My Lords, I will speak briefly in support of Amendment 60, tabled by the noble Lord, Lord Kirkwood of Kirkhope. I am sure the Minister will be advised that it is not necessary to include this in the Bill but it would be excellent if he were to give an undertaking at least to produce a draft Bill. I am not a lawyer, but I have certainly found it extremely difficult to cope with the piecemeal changes that have been made over the years and to follow the cross-references back to the 1998 Act. The noble Lord has made probably the most sensible suggestion of the evening.
I presume the noble Lord, Lord McAvoy, will not press his amendment to a Division or anything of that kind. The Labour Party is in its debating society mode at present. When the Minister responds to the amendment, which is about setting up this welfare monitoring joint committee, will he answer a question I asked earlier, arising from the fiscal framework? Paragraphs 16 and 17 appear to contradict each other. Paragraph 16 says:
“For welfare, and all other spending unless stated otherwise in this agreement, the chosen method will be the Barnett formula”.
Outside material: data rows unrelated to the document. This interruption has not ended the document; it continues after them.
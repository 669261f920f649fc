use voxel_noise::{NoiseNode, presets};

fn main() {
    // Test with SIMPLE_TERRAIN
    println!("Testing SIMPLE_TERRAIN preset...");
    let node = NoiseNode::from_encoded(presets::SIMPLE_TERRAIN).unwrap();
    let mut output = vec![0.0f32; 8];
    node.gen_uniform_grid_3d(&mut output, 0.0, 0.0, 0.0, 2, 2, 2, 1.0, 1.0, 1.0, 1337);
    println!("SIMPLE_TERRAIN output: {:?}", output);
    
    // Try a basic OpenSimplex2 noise preset (simpler)
    // This is just FBm OpenSimplex2
    let simplex_preset = "DQAFAAAAAAAAQAgAAAAAAD8AAAAAAA==";
    if let Some(node2) = NoiseNode::from_encoded(simplex_preset) {
        node2.gen_uniform_grid_3d(&mut output, 0.0, 0.0, 0.0, 2, 2, 2, 0.1, 0.1, 0.1, 1337);
        println!("Basic Simplex output: {:?}", output);
    } else {
        println!("Basic Simplex preset failed to parse");
    }
    
    // Try 2D mode
    println!("Testing 2D grid...");
    let mut output_2d = vec![0.0f32; 4];
    node.gen_uniform_grid_2d(&mut output_2d, 0.0, 0.0, 2, 2, 0.1, 0.1, 1337);
    println!("2D output: {:?}", output_2d);
}
//! Meshing interface: the request envelope meshers consume and the mesh
//! payload they produce, plus the sum-type dispatch over mesher variants.
//!
//! The mesher is a closed set of implementations that live inside this
//! crate, so it is dispatched as a tagged `enum` (`MesherKind`) rather than
//! through a trait object — matching Design Note §9's recommendation for
//! capability sets whose implementations are all known up front.

pub mod cubic;
pub mod smooth;
pub mod water;

pub use cubic::CubicMesher;
pub use smooth::SmoothMesher;
pub use water::WaterMesher;

use crate::chunk::ChunkId;
use crate::coords::FaceDir;
use crate::voxel::Voxel;

/// Per-face transition bit order, matching [`crate::coords::FaceDir::ALL`]:
/// Top, Bottom, North, South, East, West.
pub const FACE_COUNT: usize = 6;
pub const EDGE_COUNT: usize = 12;
pub const CORNER_COUNT: usize = 8;

/// The twelve chunk-diagonal neighbor directions an edge strip is extracted
/// from (§4.6.3's "+X+Y edge uses the neighbor at (+1,+1,0)" family),
/// ordered to match the fill order [`crate::chunk_manager`] uses.
pub const EDGE_DIRS: [(FaceDir, FaceDir); EDGE_COUNT] = [
  (FaceDir::Top, FaceDir::North),
  (FaceDir::Top, FaceDir::South),
  (FaceDir::Top, FaceDir::East),
  (FaceDir::Top, FaceDir::West),
  (FaceDir::Bottom, FaceDir::North),
  (FaceDir::Bottom, FaceDir::South),
  (FaceDir::Bottom, FaceDir::East),
  (FaceDir::Bottom, FaceDir::West),
  (FaceDir::North, FaceDir::East),
  (FaceDir::North, FaceDir::West),
  (FaceDir::South, FaceDir::East),
  (FaceDir::South, FaceDir::West),
];

/// Index into [`EDGE_DIRS`]/`edge_strips` for the (order-independent) pair
/// of face directions, if such an edge exists (opposing faces don't form
/// an edge, e.g. Top+Bottom).
pub fn edge_index_for(a: FaceDir, b: FaceDir) -> Option<usize> {
  EDGE_DIRS.iter().position(|&(x, y)| (x == a && y == b) || (x == b && y == a))
}

/// The contract between the streaming core and a pluggable mesher: interior
/// voxel data plus every piece of neighbor context needed to keep chunk
/// boundaries watertight.
#[derive(Clone, Debug)]
pub struct MeshingRequest {
  pub chunk_coord: ChunkId,
  pub lod_level: i32,
  pub chunk_size: i32,
  pub voxel_size: f64,
  pub world_origin: glam::DVec3,
  pub voxel_data: std::sync::Arc<[Voxel]>,

  /// Six face-neighbor slices of length `chunk_size²`, in [`crate::coords::FaceDir::ALL`] order.
  pub face_slices: [Vec<Voxel>; FACE_COUNT],
  /// Which face slices are actually populated (neighbor loaded + allocated).
  pub face_present: [bool; FACE_COUNT],

  /// Twelve edge strips of length `chunk_size`.
  pub edge_strips: [Vec<Voxel>; EDGE_COUNT],
  pub edge_present: [bool; EDGE_COUNT],

  /// Eight corner voxels.
  pub corner_voxels: [Voxel; CORNER_COUNT],
  pub corner_present: [bool; CORNER_COUNT],

  /// Bit `i` set ⇔ the face in position `i` of [`crate::coords::FaceDir::ALL`]
  /// borders a strictly coarser neighbor.
  pub transition_faces: u8,
  /// Neighbor LOD per face, -1 meaning "no neighbor".
  pub neighbor_lod: [i32; FACE_COUNT],
}

impl MeshingRequest {
  /// Build a request for a chunk with no loaded neighbors (every boundary
  /// treated as world edge) — convenient for tests and single-chunk scenes.
  pub fn isolated(chunk_coord: ChunkId, lod_level: i32, chunk_size: i32, voxel_size: f64, voxel_data: std::sync::Arc<[Voxel]>) -> Self {
    Self {
      chunk_coord,
      lod_level,
      chunk_size,
      voxel_size,
      world_origin: glam::DVec3::ZERO,
      voxel_data,
      face_slices: Default::default(),
      face_present: [false; FACE_COUNT],
      edge_strips: Default::default(),
      edge_present: [false; EDGE_COUNT],
      corner_voxels: [Voxel::AIR; CORNER_COUNT],
      corner_present: [false; CORNER_COUNT],
      transition_faces: 0,
      neighbor_lod: [-1; FACE_COUNT],
    }
  }

  /// `true` iff every structural invariant from §4.5 holds.
  pub fn is_well_formed(&self) -> bool {
    if self.voxel_data.len() != (self.chunk_size as usize).pow(3) {
      return false;
    }
    for i in 0..FACE_COUNT {
      if self.face_present[i] && self.face_slices[i].len() != (self.chunk_size as usize).pow(2) {
        return false;
      }
    }
    for i in 0..EDGE_COUNT {
      if self.edge_present[i] && self.edge_strips[i].len() != self.chunk_size as usize {
        return false;
      }
    }
    for i in 0..FACE_COUNT {
      if self.transition_faces & (1 << i) != 0 && self.neighbor_lod[i] <= self.lod_level {
        return false;
      }
    }
    true
  }
}

/// A completed mesh: arrays of positions/normals/UVs/colors plus triangle
/// indices. `secondary_uv` carries `(material_id, face_type)` as floats;
/// `color` carries `(reserved, biome_id, AO<<6, 255)`.
#[derive(Clone, Debug, Default)]
pub struct ChunkMeshData {
  pub positions: Vec<[f32; 3]>,
  pub normals: Vec<[f32; 3]>,
  pub uv0: Vec<[f32; 2]>,
  pub secondary_uv: Vec<[f32; 2]>,
  pub colors: Vec<[u8; 4]>,
  pub indices: Vec<u32>,
}

impl ChunkMeshData {
  pub fn triangle_count(&self) -> usize {
    self.indices.len() / 3
  }

  pub fn is_valid(&self) -> bool {
    !self.positions.is_empty() && !self.indices.is_empty()
  }
}

/// Mesh generation statistics returned alongside the mesh payload.
#[derive(Clone, Copy, Debug, Default)]
pub struct MeshStats {
  pub vertex_count: usize,
  pub triangle_count: usize,
}

/// Mesher tunables, shared across variants though only some fields apply to
/// each one.
#[derive(Clone, Copy, Debug, PartialEq)]
pub struct MesherConfig {
  pub max_vertex_count: usize,
  pub max_index_count: usize,
  pub generate_uvs: bool,
  pub calculate_ao: bool,
  pub uv_scale: f32,
  /// Cubic only.
  pub use_greedy_merging: bool,
  /// Switches the active variant in the chunk manager's configuration, not
  /// consulted by the mesher itself.
  pub use_smooth_meshing: bool,
  /// Smooth only; default 0.5 corresponds to density 127.
  pub iso_level: f32,
  /// Smooth only.
  pub use_transvoxel_transition_cells: bool,
  /// Smooth only, fallback for LOD seams when Transvoxel cells are disabled.
  pub generate_skirts: bool,
  pub skirt_depth: i32,
}

impl Default for MesherConfig {
  fn default() -> Self {
    Self {
      max_vertex_count: 65536,
      max_index_count: 196608,
      generate_uvs: true,
      calculate_ao: true,
      uv_scale: 1.0,
      use_greedy_merging: true,
      use_smooth_meshing: false,
      iso_level: 0.5,
      use_transvoxel_transition_cells: false,
      generate_skirts: true,
      skirt_depth: 1,
    }
  }
}

/// Water sentinel material id (§4.5).
pub const WATER_MATERIAL_ID: f32 = 254.0;

/// Face-type codes carried in `secondary_uv.y`.
#[derive(Clone, Copy, Debug, PartialEq, Eq)]
#[repr(u8)]
pub enum FaceType {
  Top = 0,
  Bottom = 1,
  Side = 2,
}

/// The capability set every mesher variant implements.
pub trait MesherOps {
  fn initialize(&mut self) {}
  fn shutdown(&mut self) {}
  fn generate_mesh(&self, request: &MeshingRequest) -> (ChunkMeshData, MeshStats, bool);
  fn set_config(&mut self, config: MesherConfig);
  fn get_config(&self) -> MesherConfig;
}

/// Sum type over the mesher implementations that live inside this crate.
pub enum MesherKind {
  Cubic(CubicMesher),
  Smooth(SmoothMesher),
  Water(WaterMesher),
}

impl MesherKind {
  pub fn generate_mesh(&self, request: &MeshingRequest) -> (ChunkMeshData, MeshStats, bool) {
    match self {
      MesherKind::Cubic(m) => m.generate_mesh(request),
      MesherKind::Smooth(m) => m.generate_mesh(request),
      MesherKind::Water(m) => m.generate_mesh(request),
    }
  }

  pub fn set_config(&mut self, config: MesherConfig) {
    match self {
      MesherKind::Cubic(m) => m.set_config(config),
      MesherKind::Smooth(m) => m.set_config(config),
      MesherKind::Water(m) => m.set_config(config),
    }
  }

  pub fn get_config(&self) -> MesherConfig {
    match self {
      MesherKind::Cubic(m) => m.get_config(),
      MesherKind::Smooth(m) => m.get_config(),
      MesherKind::Water(m) => m.get_config(),
    }
  }
}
However, paragraph 17 says that,
“whilst achieving the outcome delivered by the Indexed Per Capita (IPC) method for tax and welfare”.
This is very important, because it makes a considerable difference to the amount of money that is available for welfare purposes in Scotland. Will the Minister indicate which I am to believe: paragraph 16, which would involve a substantial cut in the current budget, or paragraph 17, which appears to contradict it?
My Lords, I have Amendments 61, 62, 63, 64 and 65 in this group. I tabled these amendments in Committee and renewed them for Report just to preserve my position in case amendments were not forthcoming from the Government. Clause 68 deals with the, “Power to make consequential, transitional and saving provision” and is of the type commonly referred a Henry VIII clause.
I made a number of criticisms of this clause in Committee, which I do not need to repeat. Having now studied the amendments which the Government have brought forward in this group, I am satisfied that the majority of the points that I raised have been met. I do not therefore propose to insist on any of the amendments which are in my name in this group. I wait to hear the explanation from the Government for the amendments they are putting forward, but my impression is that they are a commendable reaction to the points made by the Delegated Powers and Regulatory Reform Committee.
It is a pity that the clause was drafted in the very loose form in which it was. Perhaps there is a lesson here that, in future, such clauses should be more precisely related to the requirements of the particular Bill, not put forward in the general form in which they were when this Bill was introduced. Having said that, I do not propose to insist on the amendment, or the other amendments in my name in this group.